La réussite. La résultante de tant d’efforts.

La récompense de mon acharnement fut mon admission au programme Mastère Spécialisé Ingénierie Financière de l’EM Lyon. Je pouvais enfin espérer intégrer une Banque d’Affaires. Pour être certain d’y arriver, je me suis donné toutes les chances : je me suis inscrit à la formation AlumnEye afin d’y trouver les clés de la réussite, clés qu’une école ne donne pas forcément. Elle vous enseigne la théorie, mais pas à vous mettre en valeur.

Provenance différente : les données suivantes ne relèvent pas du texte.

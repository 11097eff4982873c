//! Client factory
//!
//! Builds the CloudWatch Logs and S3 clients once per process from a single
//! shared SDK configuration.

use crate::adapters::logs::{CloudWatchLogSource, LogSource};
use crate::adapters::storage::{ObjectStore, S3ObjectStore};
use crate::config::{AwsConfig, LogVaultConfig};
use crate::domain::{LogVaultError, Result};
use aws_config::{BehaviorVersion, Region, SdkConfig};
use aws_sdk_s3::config::Credentials;
use secrecy::ExposeSecret;
use std::sync::Arc;

const CREDENTIALS_PROVIDER_NAME: &str = "logvault-config";

/// Process-lifetime pair of client handles
#[derive(Clone)]
pub struct ExportClients {
    /// Log source
    pub log_source: Arc<dyn LogSource>,

    /// Object store
    pub object_store: Arc<dyn ObjectStore>,
}

impl ExportClients {
    /// Pair arbitrary implementations, e.g. test doubles
    pub fn new(log_source: Arc<dyn LogSource>, object_store: Arc<dyn ObjectStore>) -> Self {
        Self {
            log_source,
            object_store,
        }
    }
}

/// Create CloudWatch Logs and S3 clients from configuration
///
/// # Errors
///
/// Returns a configuration error if no region can be resolved from the
/// config file, environment or instance metadata.
pub async fn build_clients(config: &LogVaultConfig) -> Result<ExportClients> {
    let sdk_config = load_sdk_config(&config.aws).await;

    let region = sdk_config.region().ok_or_else(|| {
        LogVaultError::Configuration(
            "No AWS region configured. Set aws.region or AWS_REGION".to_string(),
        )
    })?;

    tracing::info!(
        region = %region,
        endpoint_url = config.aws.endpoint_url.as_deref().unwrap_or("default"),
        static_credentials = config.aws.has_static_credentials(),
        "Creating AWS clients"
    );

    let logs_client = aws_sdk_cloudwatchlogs::Client::new(&sdk_config);

    let s3_config = aws_sdk_s3::config::Builder::from(&sdk_config)
        .force_path_style(config.aws.force_path_style)
        .build();
    let s3_client = aws_sdk_s3::Client::from_conf(s3_config);

    Ok(ExportClients::new(
        Arc::new(CloudWatchLogSource::new(logs_client)),
        Arc::new(S3ObjectStore::new(s3_client)),
    ))
}

/// Resolve the shared SDK configuration
///
/// Unset fields fall through to the SDK's default provider chain.
pub async fn load_sdk_config(aws: &AwsConfig) -> SdkConfig {
    let mut loader = aws_config::defaults(BehaviorVersion::latest());

    if let Some(region) = &aws.region {
        loader = loader.region(Region::new(region.clone()));
    }
    if let Some(endpoint) = &aws.endpoint_url {
        loader = loader.endpoint_url(endpoint.clone());
    }
    if let Some(credentials) = static_credentials(aws) {
        loader = loader.credentials_provider(credentials);
    }

    loader.load().await
}

fn static_credentials(aws: &AwsConfig) -> Option<Credentials> {
    let access_key_id = aws.access_key_id.as_ref()?;
    let secret_access_key = aws.secret_access_key.as_ref()?;
    let session_token = aws
        .session_token
        .as_ref()
        .map(|t| t.expose_secret().as_ref().to_string());

    Some(Credentials::new(
        access_key_id.clone(),
        secret_access_key.expose_secret().as_ref().to_string(),
        session_token,
        None,
        CREDENTIALS_PROVIDER_NAME,
    ))
}

#[cfg(test)]
mod tests {
    use super::*;
    use crate::config::secret_string;

    #[test]
    fn test_static_credentials_absent_by_default() {
        assert!(static_credentials(&AwsConfig::default()).is_none());
    }

    #[test]
    fn test_static_credentials_built_from_config() {
        let aws = AwsConfig {
            access_key_id: Some("AKIDEXAMPLE".to_string()),
            secret_access_key: Some(secret_string("wJalrXUtnFEMI".to_string())),
            session_token: Some(secret_string("token".to_string())),
            ..Default::default()
        };

        let creds = static_credentials(&aws).unwrap();
        assert_eq!(creds.access_key_id(), "AKIDEXAMPLE");
        assert_eq!(creds.secret_access_key(), "wJalrXUtnFEMI");
        assert_eq!(creds.session_token(), Some("token"));
    }

    #[tokio::test]
    async fn test_load_sdk_config_uses_configured_region() {
        let aws = AwsConfig {
            region: Some("eu-west-1".to_string()),
            access_key_id: Some("AKIDEXAMPLE".to_string()),
            secret_access_key: Some(secret_string("secret".to_string())),
            ..Default::default()
        };

        let sdk_config = load_sdk_config(&aws).await;
        assert_eq!(sdk_config.region().map(|r| r.as_ref()), Some("eu-west-1"));
    }
}
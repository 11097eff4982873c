//! Structured logging setup using tracing
//!
//! Console output is always on (plain text or JSON, JSON being what CloudWatch
//! ingests best when running inside Lambda). A rolling JSON file can be added
//! for long-lived hosts.

use crate::config::LoggingConfig;
use crate::domain::{LogVaultError, Result};
use tracing::Level;
use tracing_appender::non_blocking::WorkerGuard;
use tracing_appender::rolling::{RollingFileAppender, Rotation};
use tracing_subscriber::fmt::format::FmtSpan;
use tracing_subscriber::layer::SubscriberExt;
use tracing_subscriber::util::SubscriberInitExt;
use tracing_subscriber::{EnvFilter, Layer};

/// Guard that must be kept alive for the duration of the program
/// to ensure logs are flushed properly
pub struct LoggingGuard {
    _file_guard: Option<WorkerGuard>,
}

impl LoggingGuard {
    fn new(file_guard: Option<WorkerGuard>) -> Self {
        Self {
            _file_guard: file_guard,
        }
    }
}

/// Initialize the logging system based on configuration
///
/// `RUST_LOG` takes precedence over `log_level_str` when set.
///
/// # Example
///
/// ```no_run
/// use logvault::logging::init_logging;
/// use logvault::config::LoggingConfig;
///
/// let config = LoggingConfig::default();
/// let _guard = init_logging("info", &config).expect("Failed to initialize logging");
/// ```
pub fn init_logging(log_level_str: &str, config: &LoggingConfig) -> Result<LoggingGuard> {
    let log_level = parse_log_level(log_level_str)?;

    let env_filter = EnvFilter::try_from_default_env()
        .unwrap_or_else(|_| EnvFilter::new(format!("logvault={log_level}")));

    let mut layers = Vec::new();

    let console_layer = if config.format == "json" {
        tracing_subscriber::fmt::layer()
            .json()
            .with_target(true)
            .with_current_span(true)
            .with_span_events(FmtSpan::CLOSE)
            .with_filter(env_filter.clone())
            .boxed()
    } else {
        tracing_subscriber::fmt::layer()
            .with_target(true)
            .with_span_events(FmtSpan::CLOSE)
            .with_filter(env_filter.clone())
            .boxed()
    };
    layers.push(console_layer);

    let file_guard = if config.local_enabled {
        let rotation = parse_rotation(&config.local_rotation);

        std::fs::create_dir_all(&config.local_path).map_err(|e| {
            LogVaultError::Configuration(format!(
                "Failed to create log directory {}: {}",
                config.local_path, e
            ))
        })?;

        let file_appender = RollingFileAppender::new(rotation, &config.local_path, "logvault.log");
        let (non_blocking, guard) = tracing_appender::non_blocking(file_appender);

        let file_layer = tracing_subscriber::fmt::layer()
            .json()
            .with_target(true)
            .with_thread_ids(true)
            .with_span_events(FmtSpan::CLOSE)
            .with_writer(non_blocking)
            .with_filter(env_filter);

        layers.push(file_layer.boxed());
        Some(guard)
    } else {
        None
    };

    tracing_subscriber::registry()
        .with(layers)
        .try_init()
        .map_err(|e| LogVaultError::Configuration(format!("Failed to install subscriber: {e}")))?;

    tracing::debug!(
        format = %config.format,
        local_enabled = config.local_enabled,
        local_path = %config.local_path,
        "Logging initialized"
    );

    Ok(LoggingGuard::new(file_guard))
}

/// Parse log level from string
fn parse_log_level(level_str: &str) -> Result<Level> {
    match level_str.to_lowercase().as_str() {
        "trace" => Ok(Level::TRACE),
        "debug" => Ok(Level::DEBUG),
        "info" => Ok(Level::INFO),
        "warn" => Ok(Level::WARN),
        "error" => Ok(Level::ERROR),
        _ => Err(LogVaultError::Configuration(format!(
            "Invalid log level: {level_str}. Must be one of: trace, debug, info, warn, error"
        ))),
    }
}

fn parse_rotation(rotation: &str) -> Rotation {
    match rotation {
        "hourly" => Rotation::HOURLY,
        "never" => Rotation::NEVER,
        _ => Rotation::DAILY,
    }
}
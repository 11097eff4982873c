//! Logging and observability
//!
//! This module provides structured logging with support for:
//! - Plain text or JSON console output
//! - Configurable log levels
//! - Optional local file logging with rotation
//!
//! # Example
//!
//! ```no_run
//! use logvault::logging::init_logging;
//! use logvault::config::LoggingConfig;
//!
//! let config = LoggingConfig::default();
//! let _guard = init_logging("info", &config).expect("Failed to initialize logging");
//!
//! tracing::info!("Application started");
//! ```

pub mod structured;

pub use structured::{init_logging, LoggingGuard};

/// Log the start of an export
///
/// # Example
///
/// ```no_run
/// use logvault::log_export_start;
///
/// log_export_start!("devops-veera", "devops", 1_699_913_600_000_i64, 1_700_000_000_000_i64);
/// ```
#[macro_export]
macro_rules! log_export_start {
    ($log_group:expr, $log_stream:expr, $start_ms:expr, $end_ms:expr) => {
        tracing::info!(
            log_group = %$log_group,
            log_stream = %$log_stream,
            start_ms = $start_ms,
            end_ms = $end_ms,
            "Starting log export"
        );
    };
}

/// Log the completion of an export
///
/// # Example
///
/// ```no_run
/// use logvault::log_export_complete;
/// use std::time::Duration;
///
/// log_export_complete!("cloudwatch-logs/logs-1700000000.json.gz", 42, 1024, Duration::from_millis(350));
/// ```
#[macro_export]
macro_rules! log_export_complete {
    ($key:expr, $records:expr, $bytes:expr, $duration:expr) => {
        tracing::info!(
            key = %$key,
            records = $records,
            compressed_bytes = $bytes,
            duration_ms = $duration.as_millis() as u64,
            "Log export completed"
        );
    };
}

Suite à mon passage dans les locaux d’AlumnEye, j’ai rencontré d’autres personnes de milieux que je ne connaissais pas, comme Alban ou Elizabeth, futurs diplômés des plus grandes écoles (HEC, Audencia, Sciences Po, ESCP, etc.). Deux mois après, je décrochais mon stage en M&A chez Degroof Petercam Finance.

Lors de mon entretien, je n’ai pas su répondre à une question Brainteaser. Je conservai cette question en tête et envoyai la réponse le lendemain pour prouver un aspect de ma personnalité : je peux ne pas savoir, mais donne moi la chance de te prouver que je vais trouver la réponse, je la trouverai.

 

Ma vie est sur un rail, fait de looping, de chutes, d’envolées et de surplus d’émotions. Je pense avoir accumulé en 10 ans plus d’expérience que certaines personnes en 80 ans. J’ai vécu des galères financières, morales, familiales mais j’ai réussi à rebondir. Je ne peux pas dire que je n’ai pas eu de chance, mais je me suis battu pour la susciter.

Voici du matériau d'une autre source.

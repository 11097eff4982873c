//! Object key for export artifacts
//!
//! Keys take the form `<prefix>/logs-<unix-seconds>.json.gz`. The key is the
//! artifact's only identity in the destination bucket.

use chrono::{DateTime, Utc};
use serde::{Deserialize, Serialize};
use std::fmt;

/// Default key prefix inside the bucket
pub const DEFAULT_KEY_PREFIX: &str = "cloudwatch-logs";

const FILE_STEM: &str = "logs-";
const FILE_EXTENSION: &str = ".json.gz";

/// Object key newtype wrapper
///
/// # Examples
///
/// ```
/// use chrono::{TimeZone, Utc};
/// use logvault::domain::ObjectKey;
///
/// let at = Utc.timestamp_opt(1_700_000_000, 250_000_000).unwrap();
/// let key = ObjectKey::for_export("cloudwatch-logs", at).unwrap();
/// assert_eq!(key.as_str(), "cloudwatch-logs/logs-1700000000.json.gz");
/// ```
#[derive(Debug, Clone, PartialEq, Eq, Hash, Serialize, Deserialize)]
pub struct ObjectKey(String);

impl ObjectKey {
    /// Builds the key for an export taken at `exported_at`
    ///
    /// The timestamp is truncated to whole seconds, so two exports within the
    /// same second get the same key.
    ///
    /// # Returns
    ///
    /// Returns `Err` if the prefix is empty or starts or ends with `/`
    pub fn for_export(prefix: &str, exported_at: DateTime<Utc>) -> Result<Self, String> {
        validate_prefix(prefix)?;
        Ok(Self(format!(
            "{prefix}/{FILE_STEM}{}{FILE_EXTENSION}",
            exported_at.timestamp()
        )))
    }

    /// Returns the key as a string slice
    pub fn as_str(&self) -> &str {
        &self.0
    }

    /// Extracts the epoch-seconds component of the file name
    pub fn exported_at_seconds(&self) -> Option<i64> {
        self.0
            .rsplit('/')
            .next()?
            .strip_prefix(FILE_STEM)?
            .strip_suffix(FILE_EXTENSION)?
            .parse()
            .ok()
    }
}

/// Checks a key prefix for use in [`ObjectKey::for_export`]
pub fn validate_prefix(prefix: &str) -> Result<(), String> {
    if prefix.trim().is_empty() {
        return Err("Key prefix cannot be empty".to_string());
    }
    if prefix.starts_with('/') || prefix.ends_with('/') {
        return Err(format!(
            "Key prefix must not start or end with '/', got: {prefix}"
        ));
    }
    Ok(())
}

impl fmt::Display for ObjectKey {
    fn fmt(&self, f: &mut fmt::Formatter<'_>) -> fmt::Result {
        write!(f, "{}", self.0)
    }
}

impl AsRef<str> for ObjectKey {
    fn as_ref(&self) -> &str {
        &self.0
    }
}

#[cfg(test)]
mod tests {
    use super::*;
    use chrono::TimeZone;

    #[test]
    fn test_for_export_truncates_to_seconds() {
        let at = Utc.timestamp_opt(1_700_000_000, 999_999_999).unwrap();
        let key = ObjectKey::for_export(DEFAULT_KEY_PREFIX, at).unwrap();
        assert_eq!(key.as_str(), "cloudwatch-logs/logs-1700000000.json.gz");
    }

    #[test]
    fn test_same_second_same_key() {
        let first = Utc.timestamp_opt(1_700_000_000, 1_000).unwrap();
        let second = Utc.timestamp_opt(1_700_000_000, 900_000_000).unwrap();
        assert_eq!(
            ObjectKey::for_export("archive", first).unwrap(),
            ObjectKey::for_export("archive", second).unwrap()
        );
    }

    #[test]
    fn test_nested_prefix() {
        let at = Utc.timestamp_opt(42, 0).unwrap();
        let key = ObjectKey::for_export("prod/app", at).unwrap();
        assert_eq!(key.as_str(), "prod/app/logs-42.json.gz");
        assert_eq!(key.exported_at_seconds(), Some(42));
    }

    #[test]
    fn test_invalid_prefix() {
        let at = Utc.timestamp_opt(42, 0).unwrap();
        assert!(ObjectKey::for_export("", at).is_err());
        assert!(ObjectKey::for_export("/logs", at).is_err());
        assert!(ObjectKey::for_export("logs/", at).is_err());
    }
}
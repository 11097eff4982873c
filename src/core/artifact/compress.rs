//! Gzip compression of export payloads

use crate::domain::{LogVaultError, Result};
use flate2::read::GzDecoder;
use flate2::write::GzEncoder;
use flate2::Compression;
use std::io::{Read, Write};

/// Compresses `data` into a single gzip member
///
/// `level` ranges from 0 (store) to 9 (best).
pub fn gzip_compress(data: &[u8], level: u32) -> Result<Vec<u8>> {
    let mut encoder = GzEncoder::new(
        Vec::with_capacity(data.len() / 4 + 32),
        Compression::new(level),
    );
    encoder
        .write_all(data)
        .map_err(|e| LogVaultError::Compression(format!("Failed to write gzip stream: {e}")))?;
    encoder
        .finish()
        .map_err(|e| LogVaultError::Compression(format!("Failed to finish gzip stream: {e}")))
}

/// Inflates a gzip payload produced by [`gzip_compress`]
pub fn gzip_decompress(data: &[u8]) -> Result<Vec<u8>> {
    let mut decoder = GzDecoder::new(data);
    let mut out = Vec::new();
    decoder
        .read_to_end(&mut out)
        .map_err(|e| LogVaultError::Compression(format!("Failed to read gzip stream: {e}")))?;
    Ok(out)
}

Si je devais donner les clés de cette magnifique reconversion, passant du BEP à un Bac+5, du sport professionnel à la Banque d’Affaires : fixez-vous un cap, votre détermination est le gouvernail du vaisseau que vous pilotez. Elle ne dépend pas de vos capacités intellectuelles, de vos origines ou du milieu dans lequel vous évoluez. Elle ne dépend que de vous, puisez la force de la suivre en apprenant de vos échecs.

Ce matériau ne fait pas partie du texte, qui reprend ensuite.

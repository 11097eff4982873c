//! Configuration schema types
//!
//! This module defines the configuration structure for logvault.

use crate::config::SecretString;
use crate::domain::key::{validate_prefix, DEFAULT_KEY_PREFIX};
use crate::domain::window::{DEFAULT_LOOKBACK_SECONDS, MAX_LOOKBACK_SECONDS};
use serde::{Deserialize, Serialize};

/// Upper bound for a single `GetLogEvents` page
pub const MAX_RECORDS_LIMIT: usize = 10_000;

/// Main logvault configuration
///
/// This is the root configuration structure that maps to the TOML file.
#[derive(Debug, Clone, Serialize, Deserialize)]
pub struct LogVaultConfig {
    /// Application-level settings
    #[serde(default)]
    pub application: ApplicationConfig,

    /// Log source (CloudWatch Logs) settings
    pub source: SourceConfig,

    /// Destination (S3) settings
    pub destination: DestinationConfig,

    /// AWS client settings
    #[serde(default)]
    pub aws: AwsConfig,

    /// Export behaviour
    #[serde(default)]
    pub export: ExportConfig,

    /// Logging configuration
    #[serde(default)]
    pub logging: LoggingConfig,
}

impl LogVaultConfig {
    /// Validates the configuration
    ///
    /// # Errors
    ///
    /// Returns an error if any configuration values are invalid
    pub fn validate(&self) -> Result<(), String> {
        self.application.validate()?;
        self.source.validate()?;
        self.destination.validate()?;
        self.aws.validate()?;
        self.logging.validate()?;
        Ok(())
    }
}

/// Application-level configuration
#[derive(Debug, Clone, Serialize, Deserialize)]
pub struct ApplicationConfig {
    /// Log level (trace, debug, info, warn, error)
    #[serde(default = "default_log_level")]
    pub log_level: String,
}

impl Default for ApplicationConfig {
    fn default() -> Self {
        Self {
            log_level: default_log_level(),
        }
    }
}

impl ApplicationConfig {
    fn validate(&self) -> Result<(), String> {
        let valid_levels = ["trace", "debug", "info", "warn", "error"];
        if !valid_levels.contains(&self.log_level.as_str()) {
            return Err(format!(
                "Invalid log_level '{}'. Must be one of: {}",
                self.log_level,
                valid_levels.join(", ")
            ));
        }
        Ok(())
    }
}

/// CloudWatch Logs source configuration
#[derive(Debug, Clone, Serialize, Deserialize)]
pub struct SourceConfig {
    /// Log group name
    pub log_group: String,

    /// Log stream name within the group
    pub log_stream: String,

    /// Maximum number of events fetched per invocation
    #[serde(default = "default_max_records")]
    pub max_records: usize,

    /// Window length in seconds
    #[serde(default = "default_lookback_seconds")]
    pub lookback_seconds: i64,

    /// Return the oldest events first when the window holds more than `max_records`
    #[serde(default)]
    pub start_from_head: bool,
}

impl SourceConfig {
    fn validate(&self) -> Result<(), String> {
        if self.log_group.trim().is_empty() {
            return Err("source.log_group cannot be empty".to_string());
        }
        if self.log_stream.trim().is_empty() {
            return Err("source.log_stream cannot be empty".to_string());
        }
        if self.max_records == 0 || self.max_records > MAX_RECORDS_LIMIT {
            return Err(format!(
                "source.max_records must be between 1 and {MAX_RECORDS_LIMIT}, got {}",
                self.max_records
            ));
        }
        if self.lookback_seconds <= 0 || self.lookback_seconds > MAX_LOOKBACK_SECONDS {
            return Err(format!(
                "source.lookback_seconds must be between 1 and {MAX_LOOKBACK_SECONDS}, got {}",
                self.lookback_seconds
            ));
        }
        Ok(())
    }
}

/// S3 destination configuration
#[derive(Debug, Clone, Serialize, Deserialize)]
pub struct DestinationConfig {
    /// Bucket name
    pub bucket: String,

    /// Prefix prepended to every object key
    #[serde(default = "default_key_prefix")]
    pub key_prefix: String,

    /// Content type set on uploaded objects
    #[serde(default = "default_content_type")]
    pub content_type: String,

    /// Gzip compression level (0-9)
    #[serde(default = "default_compression_level")]
    pub compression_level: u32,
}

impl DestinationConfig {
    fn validate(&self) -> Result<(), String> {
        let len = self.bucket.len();
        if self.bucket.trim().is_empty() {
            return Err("destination.bucket cannot be empty".to_string());
        }
        if !(3..=63).contains(&len) {
            return Err(format!(
                "destination.bucket must be 3-63 characters long, got {len}"
            ));
        }
        validate_prefix(&self.key_prefix).map_err(|e| format!("destination.key_prefix: {e}"))?;
        if self.content_type.trim().is_empty() {
            return Err("destination.content_type cannot be empty".to_string());
        }
        if self.compression_level > 9 {
            return Err(format!(
                "destination.compression_level must be between 0 and 9, got {}",
                self.compression_level
            ));
        }
        Ok(())
    }
}

/// AWS client configuration
///
/// Everything is optional; the SDK's default provider chain fills the gaps.
#[derive(Debug, Clone, Serialize, Deserialize, Default)]
pub struct AwsConfig {
    /// Region override
    #[serde(default)]
    pub region: Option<String>,

    /// Endpoint override for both services (e.g. LocalStack)
    #[serde(default)]
    pub endpoint_url: Option<String>,

    /// Use path-style S3 addressing
    #[serde(default)]
    pub force_path_style: bool,

    /// Static access key id
    #[serde(default)]
    pub access_key_id: Option<String>,

    /// Static secret access key
    /// Stored securely in memory and automatically zeroized on drop
    #[serde(default)]
    pub secret_access_key: Option<SecretString>,

    /// Session token for temporary credentials
    #[serde(default)]
    pub session_token: Option<SecretString>,
}

impl AwsConfig {
    fn validate(&self) -> Result<(), String> {
        match (&self.access_key_id, &self.secret_access_key) {
            (Some(_), None) => {
                return Err(
                    "aws.secret_access_key is required when aws.access_key_id is set".to_string(),
                )
            }
            (None, Some(_)) => {
                return Err(
                    "aws.access_key_id is required when aws.secret_access_key is set".to_string(),
                )
            }
            _ => {}
        }
        if self.session_token.is_some() && self.access_key_id.is_none() {
            return Err("aws.session_token requires static credentials".to_string());
        }
        if let Some(region) = &self.region {
            if region.trim().is_empty() {
                return Err("aws.region cannot be empty when set".to_string());
            }
        }
        if let Some(endpoint) = &self.endpoint_url {
            if !endpoint.starts_with("http://") && !endpoint.starts_with("https://") {
                return Err(format!(
                    "aws.endpoint_url must start with http:// or https://, got {endpoint}"
                ));
            }
        }
        Ok(())
    }

    /// Returns true if static credentials are configured
    pub fn has_static_credentials(&self) -> bool {
        self.access_key_id.is_some() && self.secret_access_key.is_some()
    }
}

/// Export behaviour
#[derive(Debug, Clone, Serialize, Deserialize, Default)]
pub struct ExportConfig {
    /// Build the artifact but skip the upload
    #[serde(default)]
    pub dry_run: bool,
}

/// Logging configuration
#[derive(Debug, Clone, Serialize, Deserialize)]
pub struct LoggingConfig {
    /// Console output format (text or json)
    #[serde(default = "default_log_format")]
    pub format: String,

    /// Enable local file logging
    #[serde(default)]
    pub local_enabled: bool,

    /// Local log directory
    #[serde(default = "default_local_path")]
    pub local_path: String,

    /// Rotation policy (daily, hourly, never)
    #[serde(default = "default_local_rotation")]
    pub local_rotation: String,
}

impl LoggingConfig {
    fn validate(&self) -> Result<(), String> {
        let valid_formats = ["text", "json"];
        if !valid_formats.contains(&self.format.as_str()) {
            return Err(format!(
                "Invalid logging format '{}'. Must be one of: {}",
                self.format,
                valid_formats.join(", ")
            ));
        }

        if self.local_enabled {
            if self.local_path.trim().is_empty() {
                return Err("Local logging enabled but local_path is empty".to_string());
            }
            let valid_rotations = ["daily", "hourly", "never"];
            if !valid_rotations.contains(&self.local_rotation.as_str()) {
                return Err(format!(
                    "Invalid local_rotation '{}'. Must be one of: {}",
                    self.local_rotation,
                    valid_rotations.join(", ")
                ));
            }
        }

        Ok(())
    }
}

impl Default for LoggingConfig {
    fn default() -> Self {
        Self {
            format: default_log_format(),
            local_enabled: false,
            local_path: default_local_path(),
            local_rotation: default_local_rotation(),
        }
    }
}

// Default value functions
fn default_log_level() -> String {
    "info".to_string()
}

pub(crate) fn default_max_records() -> usize {
    MAX_RECORDS_LIMIT
}

pub(crate) fn default_lookback_seconds() -> i64 {
    DEFAULT_LOOKBACK_SECONDS
}

pub(crate) fn default_key_prefix() -> String {
    DEFAULT_KEY_PREFIX.to_string()
}

pub(crate) fn default_content_type() -> String {
    "application/gzip".to_string()
}

pub(crate) fn default_compression_level() -> u32 {
    9
}

fn default_log_format() -> String {
    "text".to_string()
}

fn default_local_path() -> String {
    "/tmp/logvault".to_string()
}

fn default_local_rotation() -> String {
    "daily".to_string()
}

Enfin, partagez vos objectifs, vous n’en serez que plus fort. Pour ma part, ce fut ma compagne qui a été d’un soutien remarquable, toujours présente dans les moments de doute. Une aide sans doute inestimable sans oublier mes deux compagnons de route, Clément et Mathieu, qui ont été source de stimulation et de progrès.